Deposit protection is a problem that exchanges, regulators and depositors must face.

The article was first published in bankless, an English paid e-magazine focusing on open finance. Bankless and chain news jointly released the Chinese version of the article. Bankless’s subscription address is bankless substack. com

In the past 18 months, some functions originally provided by traditional banks have taken root in the encryption industry. When these functions are combined with trust minimization, they are called decentralized Finance (defi), most of which occur in Ethereum, with some exceptions.

Many articles have introduced the key points and potential of defi in detail before, so I won’t repeat it. I want to talk about an unexplored topic: can trust be minimized in deposit taking institutions or encrypted banks. (I fully understand that in a book called bankless!) It sounds ironic to talk about banks in our newsletters!)

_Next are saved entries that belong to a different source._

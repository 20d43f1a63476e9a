use axum::{
    http::StatusCode,
    response::{IntoResponse, Response},
    Json,
};
use serde_json::json;
use thiserror::Error;
use tracing::error;

/// Failure raised by an [`AttestationProvider`](crate::provider::AttestationProvider).
///
/// The kind is decided at the error's origin, so callers classify failures by
/// variant instead of walking a cause chain.
#[derive(Debug, Error)]
pub enum ProviderError {
    /// The request was well formed but inconsistent with the current chain
    /// state, e.g. a committee index beyond the committee count
    #[error("{0}")]
    InvalidParameter(String),

    #[error(transparent)]
    Internal(#[from] anyhow::Error),
}

/// Error channel of the HTTP handlers.
#[derive(Debug, Error)]
pub enum ApiError {
    #[error("{0}")]
    BadRequest(String),

    /// A legitimate absence, surfaced as 404 with an empty body
    #[error("not found")]
    NotFound,

    /// Anything unexpected. Handed to the generic failure boundary rather
    /// than translated into a client error
    #[error(transparent)]
    Internal(#[from] anyhow::Error),
}

impl From<ProviderError> for ApiError {
    fn from(err: ProviderError) -> Self {
        match err {
            ProviderError::InvalidParameter(message) => ApiError::BadRequest(message),
            ProviderError::Internal(cause) => ApiError::Internal(cause),
        }
    }
}

impl IntoResponse for ApiError {
    fn into_response(self) -> Response {
        match self {
            ApiError::BadRequest(message) => {
                (StatusCode::BAD_REQUEST, Json(json!({ "message": message }))).into_response()
            }
            ApiError::NotFound => StatusCode::NOT_FOUND.into_response(),
            ApiError::Internal(cause) => {
                error!("request failed: {cause:?}");
                StatusCode::INTERNAL_SERVER_ERROR.into_response()
            }
        }
    }
}
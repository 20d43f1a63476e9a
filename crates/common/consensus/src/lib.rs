pub mod attestation;
pub mod attestation_data;
pub mod checkpoint;
pub mod primitives;
pub mod signature;
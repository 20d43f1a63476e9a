use serde::{Deserialize, Serialize};
use ssz_derive::{Decode, Encode};
use ssz_types::{typenum, FixedVector};
use tree_hash_derive::TreeHash;

#[derive(Debug, PartialEq, Clone, Serialize, Deserialize, Encode, Decode, TreeHash)]
pub struct BlsSignature {
    #[serde(with = "ssz_types::serde_utils::hex_fixed_vec")]
    pub signature: FixedVector<u8, typenum::U96>,
}

impl BlsSignature {
    /// The all-zero placeholder used where a real signature has not been
    /// produced yet
    pub fn empty() -> Self {
        Self {
            signature: FixedVector::default(),
        }
    }

    pub fn is_empty(&self) -> bool {
        self.signature.iter().all(|byte| *byte == 0)
    }
}
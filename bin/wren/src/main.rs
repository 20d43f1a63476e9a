use std::sync::Arc;

use clap::Parser;
use tracing::info;
use tracing_subscriber::EnvFilter;
use wren::cli::{Cli, Commands};
use wren_executor::WrenExecutor;
use wren_rpc::{config::RpcServerConfig, provider::UnavailableStateProvider, server::RpcServer};

fn main() -> anyhow::Result<()> {
    // Set the default log level to `info` if not set
    if std::env::var("RUST_LOG").is_err() {
        std::env::set_var("RUST_LOG", "info");
    }

    tracing_subscriber::fmt()
        .with_env_filter(EnvFilter::from_default_env())
        .init();

    let cli = Cli::parse();

    match cli.command {
        Commands::Node(cmd) => {
            info!("Starting node");

            let executor = WrenExecutor::new()?;
            let config = RpcServerConfig {
                http_address: cmd.http_address,
                http_port: cmd.http_port,
            };
            let server = RpcServer::new(Arc::new(UnavailableStateProvider), config);

            let handle = executor.spawn_cancellable(|_shutdown| server.start());
            if let Some(result) = executor.runtime().block_on(handle)? {
                result?;
            }
        }
    }

    Ok(())
}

Let’s quickly review the services provided by commercial banks. The following table is arranged from high to low importance:

·Accept personal deposits (usually banks do not maintain full reserves, only a relatively small part, and issue loans based on reserves). In many jurisdictions, these deposits are protected by the government, but only to a certain amount;

·Pay interest on these deposits according to the type of account;

·As a source of credit, it serves consumers who need credit cards, small business loans, overdrafts and mortgages;

·As a transaction interface and agent, it serves users who want to send wire transfer, receive checks and pay bills;

·Issuing debit and credit cards;

·Allow consumers to exchange electronic deposits for cash, either through branches or through ATMs. This service is actually a subsidy (or loss trading) because it is usually (but not always) free to account holders;

·Provide physical storage for various items, such as valuables (even your private key!).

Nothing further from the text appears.